A chi si appoggia lei nei momenti difficili?
«Alla famiglia, agli amici, ma anche a persone sconosciute capaci di darmi prospettive diverse e ricentrarmi. A volte siamo troppo concentrati su noi stessi, metterci in discussione è importante».
Prova mai la rabbia incontrollata del suo Daniele?
«No. Lui ha un modo di provare le emozioni che a volte è così intenso da diventare violento, non solo in maniera fisica. La rabbia non è un sentimento che mi appartiene, anche se ho trovato una facilità di accesso inaspettata a quest’emozione, mi chiedo ancora da dove mi provenga».
Con Gianluca Gori, alias Drusilla, com’è andata sul set?
«Si è allineato alla nostra volontà di metterci in gioco, sbagliare, lavorare e prendere anche cantonate per creare qualcosa di bello. Prima di lavorare con un grande attore che ha tanto lavoro e vissuto sulle spalle non sai mai che tipo di persona e che tipo di disponibilità incontrerai. Lavorare con Gianluca/Drusilla è stata una bella fortuna».
Tutto chiede salvezza
Ha accennato alla sua famiglia, si sente sostenuto nel suo percorso?
«Ho la fortuna di avere una famiglia che mi ha dato tanta libertà. Non sempre hanno creduto alle cose che facevo, ma mi hanno sempre lasciato libero, fidandosi di me».
Anche quando ha detto loro: “Voglio fare l’attore”?
«Se lo aspettavano, ho iniziato da piccolo a recitare (con I Cesaroni, ndr), poi mi sono laureato in Medicina e lì, avendo anche una fidanzata medico, ho notato quanta vocazione e impegno ci vogliano, ho iniziato a chiedermi se fossero compatibili con tutto il mio lavoro sui personaggi. Oggi i miei sanno che voglio fare l’attore e lo accettano».
Cos’è l’amore per lei?
«Il puro sentimento è una cosa comune che proviamo tutti, ma è lo stare in una relazione che è difficile. Perché viviamo nell’epoca dell’usa e getta, applicabile anche alle persone, una ricerca incessante del nuovo che spesso porta a sostituire il partner, anziché continuare a costruire con la stessa persona con la quale si è condiviso tanto. Bisogna avere chiari chi siamo noi e con chi vogliamo condividere la vita. Io credo all’amore duraturo, sono convinto che le cose più importanti della vita siano le persone e le emozioni».
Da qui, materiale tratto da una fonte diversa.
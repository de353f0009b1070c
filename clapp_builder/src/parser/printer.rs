use terminal_size::{terminal_size, Width};

use crate::api::{Argument, ArgumentRegistry};
use crate::model::Class;
use crate::parser::interface::{ColumnRenderer, UserInterface};

const MAIN_INDENT: usize = 1;
const SUB_COMMAND_PLACEHOLDER: &str = "[COMMAND]";

/// The descriptive details of a command.
#[derive(Debug, Default, Clone, PartialEq, Eq)]
pub(crate) struct Metadata {
    pub(crate) version: Option<String>,
    pub(crate) about: Option<String>,
    pub(crate) author: Option<String>,
    pub(crate) usage: Option<String>,
}

pub(crate) struct Printer {
    metadata: Metadata,
    sub_commands: Vec<(String, Option<String>)>,
    terminal_width: Option<usize>,
}

impl Printer {
    pub(crate) fn terminal(metadata: Metadata, sub_commands: Vec<(String, Option<String>)>) -> Self {
        let terminal_width = if let Some((Width(terminal_width), _)) = terminal_size() {
            Some(terminal_width as usize)
        } else {
            None
        };

        Self::new(metadata, sub_commands, terminal_width)
    }

    pub(crate) fn new(
        metadata: Metadata,
        sub_commands: Vec<(String, Option<String>)>,
        terminal_width: Option<usize>,
    ) -> Self {
        Self {
            metadata,
            sub_commands,
            terminal_width,
        }
    }

    /// The usage line: the custom usage when configured, otherwise generated from the registry.
    ///
    /// Ex: `usage: program [-hv] [-o OUT_FILE] --target TARGET IN_FILE [EXTRA] [COMMAND]`
    pub(crate) fn usage(&self, program: &str, registry: &ArgumentRegistry) -> String {
        if let Some(usage) = &self.metadata.usage {
            return usage.clone();
        }

        let mut summary = vec![format!("usage: {program}")];
        let mut shorts = String::default();
        let mut longs = Vec::default();

        for id in registry.ids(Class::Flag) {
            let argument = registry.argument(*id);

            match argument.short_spelling() {
                Some(short) => shorts.push_str(&short[1..]),
                None => longs.push(format!("[{}]", argument.display_name())),
            }
        }

        if !shorts.is_empty() {
            summary.push(format!("[-{shorts}]"));
        }

        summary.extend(longs);

        for id in registry.ids(Class::Option) {
            summary.push(format!("[{}]", grammar(registry.argument(*id))));
        }

        for id in registry.ids(Class::RequiredOption) {
            summary.push(grammar(registry.argument(*id)));
        }

        for (class, bracket) in [(Class::RequiredPositional, false), (Class::Positional, true)] {
            for id in registry.positional_order() {
                let argument = registry.argument(id);

                if argument.class() == class {
                    if bracket {
                        summary.push(format!("[{}]", argument.metavar()));
                    } else {
                        summary.push(argument.metavar());
                    }
                }
            }
        }

        if !self.sub_commands.is_empty() {
            summary.push(SUB_COMMAND_PLACEHOLDER.to_string());
        }

        summary.join(" ")
    }

    pub(crate) fn print_usage(
        &self,
        program: &str,
        registry: &ArgumentRegistry,
        user_interface: &(impl UserInterface + ?Sized),
    ) {
        user_interface.print(self.usage(program, registry));
    }

    pub(crate) fn print_version(
        &self,
        program: &str,
        user_interface: &(impl UserInterface + ?Sized),
    ) {
        user_interface.print(self.title(program));
    }

    fn title(&self, program: &str) -> String {
        match &self.metadata.version {
            Some(version) => format!("{program} v{version}"),
            None => program.to_string(),
        }
    }

    pub(crate) fn print_help(
        &self,
        program: &str,
        registry: &ArgumentRegistry,
        user_interface: &(impl UserInterface + ?Sized),
    ) {
        let mut sections: Vec<(&str, Vec<(String, String)>)> = vec![(
            "sub-commands:",
            self.sub_commands
                .iter()
                .map(|(name, about)| (name.clone(), about.clone().unwrap_or_default()))
                .collect(),
        )];

        for (heading, class) in [
            ("flags:", Class::Flag),
            ("options:", Class::Option),
            ("required options:", Class::RequiredOption),
        ] {
            sections.push((
                heading,
                registry
                    .ids(class)
                    .iter()
                    .map(|id| registry.argument(*id))
                    .map(|argument| row(argument, with_values(spellings(argument), argument)))
                    .collect(),
            ));
        }

        for (heading, class) in [
            ("required arguments:", Class::RequiredPositional),
            ("optional arguments:", Class::Positional),
        ] {
            sections.push((
                heading,
                registry
                    .positional_order()
                    .map(|id| registry.argument(id))
                    .filter(|argument| argument.class() == class)
                    .map(|argument| row(argument, argument.metavar()))
                    .collect(),
            ));
        }

        let left_width = sections
            .iter()
            .flat_map(|(_, rows)| rows.iter().map(|(left, _)| left.chars().count()))
            .max()
            .unwrap_or(0);
        let right_width = sections
            .iter()
            .flat_map(|(_, rows)| rows.iter().map(|(_, right)| right.chars().count()))
            .max()
            .unwrap_or(0);
        let column_renderer =
            ColumnRenderer::guided(MAIN_INDENT, left_width, right_width, self.terminal_width);

        user_interface.print(self.title(program));

        if let Some(author) = &self.metadata.author {
            user_interface.print(author.clone());
        }

        if let Some(about) = &self.metadata.about {
            user_interface.print(about.clone());
        }

        user_interface.print("".to_string());
        self.print_usage(program, registry, user_interface);

        for (heading, rows) in sections {
            if rows.is_empty() {
                continue;
            }

            user_interface.print("".to_string());
            user_interface.print(heading.to_string());

            for (left, right) in rows {
                for line in column_renderer.render(&left, &right) {
                    user_interface.print(line);
                }
            }
        }
    }
}

fn row(argument: &Argument, left: String) -> (String, String) {
    (left, argument.help_message().unwrap_or_default().to_string())
}

/// How the argument is typed, ex: `-o OUT_FILE`.
fn grammar(argument: &Argument) -> String {
    let spelling = argument
        .short_spelling()
        .or(argument.long_spelling())
        .unwrap_or(argument.name());
    with_values(spelling.to_string(), argument)
}

fn with_values(spelling: String, argument: &Argument) -> String {
    if argument.arity() == 0 {
        spelling
    } else {
        let metavar = argument.metavar();
        let values = vec![metavar.as_str(); argument.arity()].join(" ");
        format!("{spelling} {values}")
    }
}

/// All the spellings of the argument, ex: `-o, --output`.
fn spellings(argument: &Argument) -> String {
    match (argument.short_spelling(), argument.long_spelling()) {
        (Some(short), Some(long)) => format!("{short}, {long}"),
        (Some(spelling), None) | (None, Some(spelling)) => spelling.to_string(),
        (None, None) => argument.name().to_string(),
    }
}

/// The tokens with a caret under the character at `offset`.
///
/// The offset counts characters across the tokens laid end to end (no separators).
/// An offset at the end points just past the last token.
#[derive(Debug, PartialEq, Eq)]
pub(crate) struct ErrorContext {
    offset: usize,
    tokens: Vec<String>,
}

impl ErrorContext {
    pub(crate) fn new(offset: usize, tokens: &[&str]) -> Self {
        Self {
            offset,
            tokens: tokens.iter().map(|s| s.to_string()).collect(),
        }
    }
}

impl std::fmt::Display for ErrorContext {
    fn fmt(&self, f: &mut std::fmt::Formatter<'_>) -> std::fmt::Result {
        let mut consumed = 0;
        let mut separators = 0;

        for token in self.tokens.iter().take(self.tokens.len().saturating_sub(1)) {
            consumed += token.chars().count();

            if consumed <= self.offset {
                separators += 1;
            }
        }

        write!(
            f,
            "{}\n{:width$}^",
            self.tokens.join(" "),
            "",
            width = self.offset + separators
        )
    }
}

#[cfg(test)]
mod tests {
    use super::*;
    use crate::parser::util::InMemoryInterface;
    use rstest::rstest;

    fn registry() -> ArgumentRegistry<'static> {
        let mut registry = ArgumentRegistry::default();
        registry
            .register(
                Argument::new("out_file")
                    .short("-o")
                    .long("--output")
                    .takes(1)
                    .help("The output file."),
            )
            .unwrap();
        registry
            .register(
                Argument::new("target")
                    .long("--target")
                    .takes(1)
                    .required(true)
                    .help("Where to deploy."),
            )
            .unwrap();
        registry
            .register(Argument::new("extra").index(2).help("Extra input."))
            .unwrap();
        registry
            .register(
                Argument::new("in_file")
                    .index(1)
                    .required(true)
                    .help("The input file."),
            )
            .unwrap();
        registry.ensure_help_and_version();
        registry
    }

    fn metadata() -> Metadata {
        Metadata {
            version: Some("1.0".to_string()),
            about: Some("Does things.".to_string()),
            author: Some("Jane".to_string()),
            usage: None,
        }
    }

    #[test]
    fn print_help() {
        // Setup
        let printer = Printer::new(
            metadata(),
            vec![("deploy".to_string(), Some("Deploy it.".to_string()))],
            Some(120),
        );
        let interface = InMemoryInterface::default();

        // Execute
        printer.print_help("prog", &registry(), &interface);

        // Verify
        let message = interface.consume_message();
        assert_eq!(
            message,
            r#"prog v1.0
Jane
Does things.

usage: prog [-hv] [-o OUT_FILE] --target TARGET IN_FILE [EXTRA] [COMMAND]

sub-commands:
 deploy                  Deploy it.

flags:
 -h, --help              Display help information.
 -v, --version           Display version information.

options:
 -o, --output OUT_FILE   The output file.

required options:
 --target TARGET         Where to deploy.

required arguments:
 IN_FILE                 The input file.

optional arguments:
 EXTRA                   Extra input."#
        );
    }

    #[test]
    fn print_help_empty() {
        // Setup
        let printer = Printer::new(Metadata::default(), vec![], None);
        let interface = InMemoryInterface::default();

        // Execute
        printer.print_help("prog", &ArgumentRegistry::default(), &interface);

        // Verify
        let message = interface.consume_message();
        assert_eq!(message, "prog\n\nusage: prog");
    }

    #[test]
    fn print_help_wrapped() {
        // Setup
        let mut registry = ArgumentRegistry::default();
        registry
            .register(
                Argument::new("verbose")
                    .long("--verbose")
                    .help("Print a great deal of information about what is happening."),
            )
            .unwrap();
        let printer = Printer::new(Metadata::default(), vec![], Some(40));
        let interface = InMemoryInterface::default();

        // Execute
        printer.print_help("prog", &registry, &interface);

        // Verify
        let message = interface.consume_message();
        assert_eq!(
            message,
            r#"prog

usage: prog [--verbose]

flags:
 --verbose   Print a great deal of
             information about what is
             happening."#
        );
    }

    #[rstest]
    #[case(Argument::new("a").short("-a"), "usage: prog [-a]")]
    #[case(Argument::new("a").long("--all"), "usage: prog [--all]")]
    #[case(Argument::new("pair").long("--pair").takes(2), "usage: prog [--pair PAIR PAIR]")]
    #[case(Argument::new("a").short("-a").required(true), "usage: prog -a")]
    #[case(Argument::new("in-file").index(1), "usage: prog [IN_FILE]")]
    fn usage(#[case] argument: Argument<'static>, #[case] expected: &str) {
        // Setup
        let mut registry = ArgumentRegistry::default();
        registry.register(argument).unwrap();
        let printer = Printer::new(Metadata::default(), vec![], None);

        // Execute & verify
        assert_eq!(printer.usage("prog", &registry), expected);
    }

    #[test]
    fn usage_custom() {
        let printer = Printer::new(
            Metadata {
                usage: Some("prog [anything]".to_string()),
                ..Metadata::default()
            },
            vec![],
            None,
        );

        assert_eq!(printer.usage("prog", &registry()), "prog [anything]");
    }

    #[rstest]
    #[case(Some("1.0"), "prog sub v1.0")]
    #[case(None, "prog sub")]
    fn print_version(#[case] version: Option<&str>, #[case] expected: &str) {
        // Setup
        let printer = Printer::new(
            Metadata {
                version: version.map(str::to_string),
                ..Metadata::default()
            },
            vec![],
            None,
        );
        let interface = InMemoryInterface::default();

        // Execute
        printer.print_version("prog sub", &interface);

        // Verify
        assert_eq!(interface.consume_message(), expected);
    }

    #[rstest]
    #[case(0, vec![], "\n^")]
    #[case(0, vec!["abc"], "abc\n^")]
    #[case(2, vec!["abc"], "abc\n  ^")]
    #[case(3, vec!["abc"], "abc\n   ^")]
    #[case(0, vec!["abc", "de"], "abc de\n^")]
    #[case(3, vec!["abc", "de"], "abc de\n    ^")]
    #[case(4, vec!["abc", "de"], "abc de\n     ^")]
    #[case(5, vec!["abc", "de"], "abc de\n      ^")]
    #[case(4, vec!["x", "-abx"], "x -abx\n     ^")]
    #[case(4, vec!["é", "-äbx"], "é -äbx\n     ^")]
    #[case(3, vec!["ñé", "ü"], "ñé ü\n    ^")]
    fn error_context(#[case] offset: usize, #[case] tokens: Vec<&str>, #[case] expected: &str) {
        assert_eq!(ErrorContext::new(offset, &tokens).to_string(), expected);
    }
}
Sta girando il film Zvanì di Giuseppe Piccioni, la vedremo nei panni del poeta Giovanni Pascoli.
«Un film molto intenso, di cui sono felicissimo al di là di come sarà e come andrà. Ho attraversato qualcosa di unico, studiato tantissimo Pascoli e la mia versione sarà quella di un ragazzo martire dei suoi ideali di vita e politici, e delle sue scelte familiari».
Cosa direbbe al bambino Federico che già recitava, se lo rincontrasse oggi?
«Continua a pensarlo come un gioco e non come il tuo lavoro. Lo diventerà, ma non perdere mai la spensieratezza».
Come vive la notorietà?
«Sto prendendo questo “gioco” sempre più seriamente. Cerco di vivere tutto con grande serenità, mi fa felice quando mi riconoscono per strada, ma la mia vita è rimasta la stessa e soprattutto io sono rimasto lo stesso».